The final proposal, which has the potential to reduce the opportunities for adult smokers to stop smoking, is number 6, “exploring further restrictions for other nicotine consumer products such as nicotine pouches.” Nicotine pouches have the potential to be a phenomenal product to aid smoking cessation. The fact that nothing is inhaled into the lungs and that these pouches do not contain tobacco indicates that the risk profile of using these products is likely to be even lower than e-cigarettes. The issue currently is that nicotine pouches fall into a regulatory void. They are not included in the oral tobacco ban (as is Swedish snus) as they do not contain tobacco and are not covered by the Tobacco and Related Products Regulation (TRPR). Without any regulation surrounding them, there is no way in which their sales and marketing can be controlled. Bringing them in line with TRPR or acknowledging them as being similar to medicinal Nicotine replacement therapies (NRT) and bringing them under the same pharmaceutical regulations would allow for policing and enforcement against youth use.

 
We are at a critical juncture as we exit the political party conference season and as we enter 2024, which will be a general election year in the UK. The UK government must not be lured into making decisions on these life-saving products based on what will help them win another term in government.  

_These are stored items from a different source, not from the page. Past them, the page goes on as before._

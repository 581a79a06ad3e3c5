//! Move history panel.

use derive_more::Display;
use tracing::{debug, instrument, warn};

use crate::api::ChessApi;
use crate::chess::MoveRecord;
use crate::error::ApiError;
use crate::session::SessionId;

/// Renders one history entry, e.g. `2. Pawn d7 → d5 (captured Pawn)`.
pub fn format_entry(index: usize, record: &MoveRecord) -> String {
    let mut line = format!("{}. {} {} → {}", index, record.piece, record.from, record.to);
    if let Some(captured) = record.captured {
        line.push_str(&format!(" (captured {})", captured));
    }
    line
}

/// Renders a whole move log, numbered from 1.
pub fn format_history(records: &[MoveRecord]) -> Vec<String> {
    records
        .iter()
        .enumerate()
        .map(|(i, record)| format_entry(i + 1, record))
        .collect()
}

/// Fetches the move log for `session_id`.
#[instrument(skip_all, fields(session_id = %session_id))]
pub async fn fetch(api: &dyn ChessApi, session_id: &SessionId) -> Result<Vec<MoveRecord>, ApiError> {
    api.history(session_id).await
}

/// Issue number of a history fetch. Later fetches compare greater.
#[derive(Debug, Clone, Copy, PartialEq, Eq, PartialOrd, Ord, Hash, Display)]
#[display("#{}", _0)]
pub struct HistoryFetch(u64);

/// The rendered move log of the active game.
///
/// Fetches are numbered when issued. A reply older than the last one applied
/// is dropped, so out-of-order replies never roll the log back.
#[derive(Debug, Clone, Default)]
pub struct HistoryView {
    session_id: Option<SessionId>,
    lines: Vec<String>,
    issued: u64,
    applied: Option<HistoryFetch>,
}

impl HistoryView {
    /// Creates an empty view.
    pub fn new() -> Self {
        Self::default()
    }

    /// Points the view at a different game and forgets the old log.
    #[instrument(skip_all, fields(session_id = %session_id))]
    pub fn reset(&mut self, session_id: SessionId) {
        debug!("Resetting history view");
        self.session_id = Some(session_id);
        self.lines.clear();
        self.applied = None;
    }

    /// Numbers a new fetch for the current game.
    pub fn begin_fetch(&mut self) -> HistoryFetch {
        self.issued += 1;
        HistoryFetch(self.issued)
    }

    /// Applies a fetch result.
    ///
    /// Results for a game other than the current one, and results older than
    /// the last one applied, are dropped. Failures are logged and the previous
    /// lines stay on screen.
    #[instrument(skip_all, fields(session_id = %session_id, fetch = %fetch))]
    pub fn apply(
        &mut self,
        session_id: &SessionId,
        fetch: HistoryFetch,
        outcome: Result<Vec<MoveRecord>, ApiError>,
    ) {
        if self.session_id.as_ref() != Some(session_id) {
            debug!("Dropping history for a game that is no longer shown");
            return;
        }
        if let Some(applied) = self.applied
            && fetch <= applied
        {
            debug!(%applied, "Dropping history older than the one shown");
            return;
        }
        match outcome {
            Ok(records) => {
                debug!(moves = records.len(), "History refreshed");
                self.lines = format_history(&records);
                self.applied = Some(fetch);
            }
            Err(e) => warn!(error = %e, "Error fetching move history"),
        }
    }

    /// Rendered entries, oldest first.
    pub fn lines(&self) -> &[String] {
        &self.lines
    }

    /// Game the view belongs to.
    pub fn session_id(&self) -> Option<&SessionId> {
        self.session_id.as_ref()
    }
}
//! Strictly Chess - Unified CLI
//!
//! Terminal client for a server-authoritative chess service.

#![warn(missing_docs)]

mod cli;

use anyhow::Result;
use clap::Parser;
use cli::{Cli, Command};
use strictly_chess::{ChessApi, ClientConfig, RestChessClient};
use tracing::{info, instrument};
use tracing_subscriber::EnvFilter;

#[tokio::main(flavor = "current_thread")]
async fn main() -> Result<()> {
    // Load .env file
    dotenvy::dotenv().ok();

    let cli = Cli::parse();
    let config = ClientConfig::load(&cli.config)?;

    match cli.command {
        Command::Play {
            server_url,
            log_file,
            no_confirm,
        } => {
            let mut config = config;
            if let Some(url) = server_url {
                config = config.with_server_url(url);
            }
            if let Some(path) = log_file {
                config = config.with_log_file(path);
            }
            if no_confirm {
                config = config.with_confirm_new_game(false);
            }
            strictly_chess::run_tui(config).await
        }
        Command::Health { server_url } => {
            let config = match server_url {
                Some(url) => config.with_server_url(url),
                None => config,
            };
            run_health(config).await
        }
    }
}

/// Query the service health endpoint and print the answer
#[instrument(skip_all, fields(server_url = %config.server_url()))]
async fn run_health(config: ClientConfig) -> Result<()> {
    tracing_subscriber::fmt()
        .with_env_filter(
            EnvFilter::try_from_default_env().unwrap_or_else(|_| EnvFilter::new("info")),
        )
        .init();

    let client = RestChessClient::new(config.server_url(), config.request_timeout())?;
    let health = client.health().await?;
    info!(status = %health.status, active_games = health.active_games, "Service reachable");
    println!(
        "{}: {} ({} active games)",
        client.base_url(),
        health.status,
        health.active_games
    );
    Ok(())
}
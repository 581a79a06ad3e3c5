//! Client configuration.

use derive_getters::Getters;
use derive_more::{Display, Error};
use derive_setters::Setters;
use serde::{Deserialize, Serialize};
use std::path::{Path, PathBuf};
use std::time::Duration;
use tracing::{debug, info, instrument};

/// Environment variable that overrides the configured server URL.
pub const SERVER_URL_ENV: &str = "STRICTLY_CHESS_SERVER_URL";

/// Configuration for the terminal client.
#[derive(Debug, Clone, PartialEq, Eq, Getters, Setters, Serialize, Deserialize)]
#[setters(prefix = "with_", into)]
pub struct ClientConfig {
    /// Base URL of the game service API, e.g. `http://localhost:5001/api`.
    #[serde(default = "default_server_url")]
    server_url: String,

    /// How long a success message stays on screen, in milliseconds.
    #[serde(default = "default_message_ttl_ms")]
    message_ttl_ms: u64,

    /// Per-request timeout, in seconds.
    #[serde(default = "default_request_timeout_secs")]
    request_timeout_secs: u64,

    /// Where the TUI writes its log (stdout belongs to the terminal UI).
    #[serde(default = "default_log_file")]
    log_file: PathBuf,

    /// Ask before abandoning the current game via the keyboard shortcut.
    #[serde(default = "default_confirm_new_game")]
    confirm_new_game: bool,
}

#[instrument]
fn default_server_url() -> String {
    "http://localhost:5001/api".to_string()
}

#[instrument]
fn default_message_ttl_ms() -> u64 {
    3000
}

#[instrument]
fn default_request_timeout_secs() -> u64 {
    10
}

#[instrument]
fn default_log_file() -> PathBuf {
    PathBuf::from("strictly_chess.log")
}

#[instrument]
fn default_confirm_new_game() -> bool {
    true
}

impl Default for ClientConfig {
    fn default() -> Self {
        Self {
            server_url: default_server_url(),
            message_ttl_ms: default_message_ttl_ms(),
            request_timeout_secs: default_request_timeout_secs(),
            log_file: default_log_file(),
            confirm_new_game: default_confirm_new_game(),
        }
    }
}

impl ClientConfig {
    /// Loads configuration from a TOML file. Missing keys take their defaults.
    #[instrument(skip(path), fields(path = %path.as_ref().display()))]
    pub fn from_file(path: impl AsRef<Path>) -> Result<Self, ConfigError> {
        debug!("Loading config from file");
        let content = std::fs::read_to_string(path.as_ref())
            .map_err(|e| ConfigError::new(format!("Failed to read config file: {}", e)))?;

        let config = Self::from_toml(&content)?;
        info!(server_url = %config.server_url, "Config loaded successfully");
        Ok(config)
    }

    /// Parses configuration from TOML text.
    #[instrument(skip(content))]
    pub fn from_toml(content: &str) -> Result<Self, ConfigError> {
        let config: Self = toml::from_str(content)
            .map_err(|e| ConfigError::new(format!("Failed to parse config: {}", e)))?;
        config.validate()?;
        Ok(config)
    }

    /// Loads `path` when it exists, otherwise falls back to defaults, then
    /// applies the [`SERVER_URL_ENV`] override.
    #[instrument(skip(path), fields(path = %path.as_ref().display()))]
    pub fn load(path: impl AsRef<Path>) -> Result<Self, ConfigError> {
        let path = path.as_ref();
        let config = if path.exists() {
            Self::from_file(path)?
        } else {
            info!("Config file not found, using defaults");
            Self::default()
        };

        match std::env::var(SERVER_URL_ENV) {
            Ok(url) if !url.trim().is_empty() => {
                info!(server_url = %url, "Server URL overridden from environment");
                Ok(config.with_server_url(url))
            }
            _ => Ok(config),
        }
    }

    /// Success-message lifetime.
    pub fn message_ttl(&self) -> Duration {
        Duration::from_millis(self.message_ttl_ms)
    }

    /// HTTP request timeout.
    pub fn request_timeout(&self) -> Duration {
        Duration::from_secs(self.request_timeout_secs)
    }

    #[instrument(skip(self))]
    fn validate(&self) -> Result<(), ConfigError> {
        if self.server_url.trim().is_empty() {
            return Err(ConfigError::new("server_url must not be empty".to_string()));
        }
        if self.request_timeout_secs == 0 {
            return Err(ConfigError::new(
                "request_timeout_secs must be at least 1".to_string(),
            ));
        }
        Ok(())
    }
}

/// Configuration error.
#[derive(Debug, Clone, Display, Error)]
#[display("Config error: {} at {}:{}", message, file, line)]
pub struct ConfigError {
    /// Error message.
    pub message: String,
    /// Line number where error occurred.
    pub line: u32,
    /// Source file where error occurred.
    pub file: &'static str,
}

impl ConfigError {
    /// Creates a new configuration error.
    #[track_caller]
    #[instrument(skip(message))]
    pub fn new(message: String) -> Self {
        let loc = std::panic::Location::caller();
        Self {
            message,
            line: loc.line(),
            file: loc.file(),
        }
    }
}
//! USSG Parser - Convert U.S. Sentencing Guidelines Chapter 2 PDFs into
//! validated decision-tree JSON.
//!
//! The corpus is a directory of `GLMFull <n>.pdf` files, each holding a
//! handful of pages of the Guidelines Manual. Parsing locates every Chapter 2
//! section header, extracts the text belonging to each section, splits it into
//! base offense, specific offense characteristics and cross reference regions,
//! asks a language model to structure the first two, and checks the result.
//!
//! # Example
//!
//! ```
//! use ussg_parser::config;
//!
//! // Validate section identifiers and chapters
//! assert!(config::validate_section_id("2K2.1").is_ok());
//! assert!(config::validate_chapter("2K").is_ok());
//! ```
//!
//! # Architecture
//!
//! - [`config`]: Configuration constants and validation
//! - [`types`]: Core data types (SectionId, DecisionNode, SectionRules, etc.)
//! - [`error`]: Error types and Result alias
//! - [`text`]: Page text normalization
//! - [`corpus`]: PDF and in-memory page sources
//! - [`header`]: Section header detection policy
//! - [`mapper`]: Single-pass section mapping
//! - [`extractor`]: Boundary-aware section text extraction
//! - [`segment`]: Splitting section text into regions
//! - [`interpret`]: LLM client and interpreter
//! - [`validator`]: Structural checks on interpreted rules
//! - [`parser`]: Per-section and per-chapter orchestration
//! - [`output`]: JSON output files
//! - [`cli`]: Command-line interface

pub mod cli;
pub mod config;
pub mod corpus;
pub mod error;
pub mod extractor;
pub mod header;
pub mod interpret;
pub mod mapper;
pub mod output;
pub mod parser;
pub mod segment;
pub mod text;
pub mod types;
pub mod validator;

// Re-export commonly used items
pub use config::{validate_chapter, validate_section_id};
pub use corpus::{MemoryCorpus, PageCorpus, PdfCorpus};
pub use error::{ParserError, Result};
pub use header::HeaderPolicy;
pub use interpret::{Interpreter, LlmInterpreter};
pub use mapper::{SectionMap, SectionMapper};
pub use parser::{ChapterReport, GuidelinesParser, SectionOutcome, SectionStage};
pub use types::{
    DecisionNode, ExtractedText, SectionId, SectionLocation, SectionRules,
    SpecificOffenseCharacteristic,
};
pub use validator::{validate, ValidationIssue};
impl fmt::Display for ValidationIssue {
    fn fmt(&self, f: &mut fmt::Formatter<'_>) -> fmt::Result {
        match self {
            Self::MissingRoot => write!(f, "Decision tree must start with '{ROOT_ID}'"),
            Self::MissingNodeId { index } => write!(f, "Question #{index} missing 'id' field"),
            Self::DuplicateNodeId { id } => write!(f, "Question id '{id}' is used more than once"),
            Self::DanglingReference {
                node,
                branch,
                target,
            } => write!(
                f,
                "{node}.{} references non-existent '{target}'",
                branch.next_key()
            ),
            Self::MissingOutcome { node, branch } => write!(
                f,
                "{node} has no {} or {}",
                branch.next_key(),
                branch.result_key()
            ),
            Self::AmbiguousOutcome { node, branch } => write!(
                f,
                "{node} has both {} and {}",
                branch.next_key(),
                branch.result_key()
            ),
            Self::MissingBaseLevel { node, branch } => {
                write!(f, "{node}.{} missing baseLevel", branch.result_key())
            }
            Self::Unreachable { node } => {
                write!(f, "Question '{node}' is not reachable from {ROOT_ID}")
            }
            Self::SocMissingId { index } => write!(f, "SOC #{index} missing 'id' field"),
            Self::SocMissingType { id } => write!(f, "{id} missing 'type' field"),
            Self::SocUnknownType { id, kind } => write!(f, "{id} has unknown type '{kind}'"),
            Self::SocMissingOptions { id } => write!(f, "{id} (select) missing options"),
            Self::SocOptionMissingLabel { id, index } => {
                write!(f, "{id} option #{index} missing label")
            }
            Self::SocMissingEffect { id, branch } => {
                let key = match branch {
                    Branch::Yes => "yesEffect",
                    Branch::No => "noEffect",
                };
                write!(f, "{id} (yesno) missing {key}")
            }
        }
    }
}
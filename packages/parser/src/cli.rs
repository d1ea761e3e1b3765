//! Command-line interface for the guidelines parser.

use std::collections::BTreeMap;
use std::path::{Path, PathBuf};

use clap::{Parser, Subcommand};
use console::style;
use indicatif::{ProgressBar, ProgressStyle};

use crate::config::{validate_chapter, DEFAULT_OUTPUT_DIR, DEFAULT_PDF_DIR};
use crate::corpus::PdfCorpus;
use crate::error::Result;
use crate::interpret::{AnthropicClient, InterpreterConfig, LlmInterpreter};
use crate::output::{default_output_path, merge_sections, save_chapter};
use crate::parser::{GuidelinesParser, SectionOutcome};
use crate::text::truncate_chars;
use crate::types::{ExtractedText, SectionId};
use crate::validator::ValidationIssue;

type PdfParser = GuidelinesParser<PdfCorpus, LlmInterpreter<AnthropicClient>>;

/// USSG Parser - Convert Sentencing Guidelines Chapter 2 PDFs into decision-tree JSON.
#[derive(Parser)]
#[command(name = "ussg-parser")]
#[command(version, about, long_about = None)]
pub struct Cli {
    /// Directory holding the GLMFull <n>.pdf files
    #[arg(long, global = true, default_value = DEFAULT_PDF_DIR)]
    pub pdf_dir: PathBuf,

    /// Directory for per-chapter JSON output
    #[arg(long, global = true, default_value = DEFAULT_OUTPUT_DIR)]
    pub output_dir: PathBuf,

    #[command(subcommand)]
    pub command: Commands,
}

#[derive(Subcommand)]
pub enum Commands {
    /// List every section found in the corpus, grouped by chapter.
    Scan,

    /// Parse a single section and merge it into its chapter file.
    Section {
        /// Section identifier (e.g., 2K2.1)
        section: String,

        /// Extract and segment only, without calling the LLM
        #[arg(long)]
        dry_run: bool,

        /// Output file (default: <output-dir>/<chapter>.json)
        #[arg(short, long)]
        output: Option<PathBuf>,
    },

    /// Parse every section of a chapter and write the chapter file.
    Chapter {
        /// Chapter prefix (e.g., 2K)
        chapter: String,

        /// Extract and segment only, without calling the LLM
        #[arg(long)]
        dry_run: bool,

        /// Output file (default: <output-dir>/<chapter>.json)
        #[arg(short, long)]
        output: Option<PathBuf>,
    },
}

/// Run the CLI.
pub fn run() -> Result<()> {
    let cli = Cli::parse();

    match cli.command {
        Commands::Scan => scan_command(&cli.pdf_dir),
        Commands::Section {
            section,
            dry_run,
            output,
        } => section_command(
            &cli.pdf_dir,
            &cli.output_dir,
            &section,
            dry_run,
            output.as_deref(),
        ),
        Commands::Chapter {
            chapter,
            dry_run,
            output,
        } => chapter_command(
            &cli.pdf_dir,
            &cli.output_dir,
            &chapter,
            dry_run,
            output.as_deref(),
        ),
    }
}

/// Build a parser; the LLM is only configured when it will be called.
fn build_parser(pdf_dir: &Path, dry_run: bool) -> Result<PdfParser> {
    let parser = GuidelinesParser::new(PdfCorpus::new(pdf_dir));
    if dry_run {
        return Ok(parser);
    }
    let config = InterpreterConfig::from_env()?;
    let client = AnthropicClient::new(&config)?;
    Ok(parser.with_interpreter(LlmInterpreter::new(client, &config)))
}

fn spinner(message: &'static str) -> ProgressBar {
    let pb = ProgressBar::new_spinner();
    #[allow(clippy::expect_used)] // Static template string that is guaranteed to be valid
    pb.set_style(
        ProgressStyle::default_spinner()
            .template("{spinner:.green} {msg}")
            .expect("valid template"),
    );
    pb.set_message(message);
    pb.enable_steady_tick(std::time::Duration::from_millis(100));
    pb
}

/// Execute the scan command.
fn scan_command(pdf_dir: &Path) -> Result<()> {
    println!(
        "{} {}",
        style("Scanning").bold(),
        style(pdf_dir.display()).cyan()
    );

    let parser: PdfParser = GuidelinesParser::new(PdfCorpus::new(pdf_dir));
    let pb = spinner("Locating section headers...");
    let sections = parser.scan_sections();
    pb.finish_and_clear();

    println!();
    println!(
        "Found {} sections",
        style(sections.len()).green().bold()
    );

    for (chapter, locations) in sections.by_chapter() {
        println!();
        println!(
            "{} ({} sections)",
            style(&chapter).bold(),
            locations.len()
        );
        for location in locations {
            println!(
                "  §{:<8} {:<63} {}",
                location.section,
                truncate_chars(&location.title, 60),
                style(location.start).dim()
            );
        }
    }

    Ok(())
}

/// Execute the section command.
fn section_command(
    pdf_dir: &Path,
    output_dir: &Path,
    section: &str,
    dry_run: bool,
    output: Option<&Path>,
) -> Result<()> {
    // Validate input before touching the corpus or the LLM configuration
    let section = SectionId::parse(section)?;
    let parser = build_parser(pdf_dir, dry_run)?;

    println!(
        "{} {}",
        style("Parsing").bold(),
        style(format!("§{section}")).cyan()
    );

    let pb = spinner("Scanning and interpreting...");
    let outcome = parser.parse_section(&section, dry_run);
    pb.finish_and_clear();

    match outcome? {
        SectionOutcome::DryRun(extracted) => print_dry_run(&extracted),
        SectionOutcome::Parsed { rules, issues } => {
            println!("  Title: {}", style(&rules.title).green());
            print_issues(&section.to_string(), &issues);

            let path = output
                .map(Path::to_path_buf)
                .unwrap_or_else(|| default_output_path(output_dir, section.chapter()));
            let sections = BTreeMap::from([(section.to_string(), rules)]);
            let total = merge_sections(&path, &sections)?;

            println!();
            println!(
                "{} {} ({} sections)",
                style("Saved to:").green().bold(),
                path.display(),
                total
            );
        }
    }

    Ok(())
}

/// Execute the chapter command.
fn chapter_command(
    pdf_dir: &Path,
    output_dir: &Path,
    chapter: &str,
    dry_run: bool,
    output: Option<&Path>,
) -> Result<()> {
    validate_chapter(chapter)?;
    let parser = build_parser(pdf_dir, dry_run)?;

    println!(
        "{} chapter {}",
        style("Parsing").bold(),
        style(chapter).cyan()
    );

    let pb = spinner("Scanning and interpreting...");
    let report = parser.parse_chapter(chapter, dry_run);
    pb.finish_and_clear();
    let report = report?;

    for extracted in &report.dry_runs {
        print_dry_run(extracted);
    }

    for (section, issues) in &report.issues {
        print_issues(section, issues);
    }

    for failure in &report.failures {
        println!(
            "  {} §{} ({}): {}",
            style("Failed").red().bold(),
            failure.section,
            failure.stage,
            failure.error
        );
    }

    if dry_run {
        return Ok(());
    }

    if report.sections.is_empty() {
        println!();
        println!("{}", style("No sections parsed, nothing written").yellow());
        return Ok(());
    }

    let path = output
        .map(Path::to_path_buf)
        .unwrap_or_else(|| default_output_path(output_dir, chapter));
    save_chapter(&path, &report.sections)?;

    println!();
    println!("  Parsed: {}", style(report.sections.len()).green());
    if report.issue_count() > 0 {
        println!("  Warnings: {}", style(report.issue_count()).yellow().bold());
    }
    if !report.failures.is_empty() {
        println!("  Failed: {}", style(report.failures.len()).red().bold());
    }
    println!(
        "{} {}",
        style("Saved to:").green().bold(),
        path.display()
    );

    Ok(())
}

fn print_dry_run(extracted: &ExtractedText) {
    println!();
    println!(
        "§{} {}",
        style(&extracted.section).cyan(),
        extracted.title
    );
    println!("  Source: {}", extracted.pdf_reference);
    println!("  Full text: {} chars", extracted.full_text.chars().count());
    println!(
        "  Base offense: {} chars",
        extracted.base_offense_text.chars().count()
    );
    println!(
        "  Specific offense characteristics: {} chars",
        extracted.soc_text.chars().count()
    );
    println!(
        "  Cross reference: {} chars",
        extracted.cross_reference_text.chars().count()
    );
}

fn print_issues(section: &str, issues: &[ValidationIssue]) {
    for issue in issues {
        println!(
            "  {} §{}: {}",
            style("Warning").yellow().bold(),
            section,
            issue
        );
    }
}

It is clear that the combination of candy- and fruit-flavoured disposable e-cigarettes drives youth usage, and this is where the government must focus its efforts on restrictions. If nicotine pouches remain sitting in the current regulatory void, it may drive a new youth use situation in the future, and so as a defensive move, bringing them into line with a regulatory pathway is critical to protect both children and the choices available for smokers to quit smoking.

 
At the Global Forum for Nicotine and Tobacco in Seoul last month, the UK was widely credited for taking a very pragmatic and scientific evidence-based approach to alternative nicotine products. The UK lead the world; with this paper, the DHSC indicate that they are preparing to consolidate their leadership position further. Politics sometimes makes politicians do funny things…especially in election years. Our plea, from those who are staunch and passionate advocates for tobacco harm reduction, is for the government to keep adult smokers at the forefront of their minds alongside the current and future health of our children. The resulting policy decisions must protect our children but, at the same time, not limit the options for current adult smokers to quit smoking combustible cigarettes.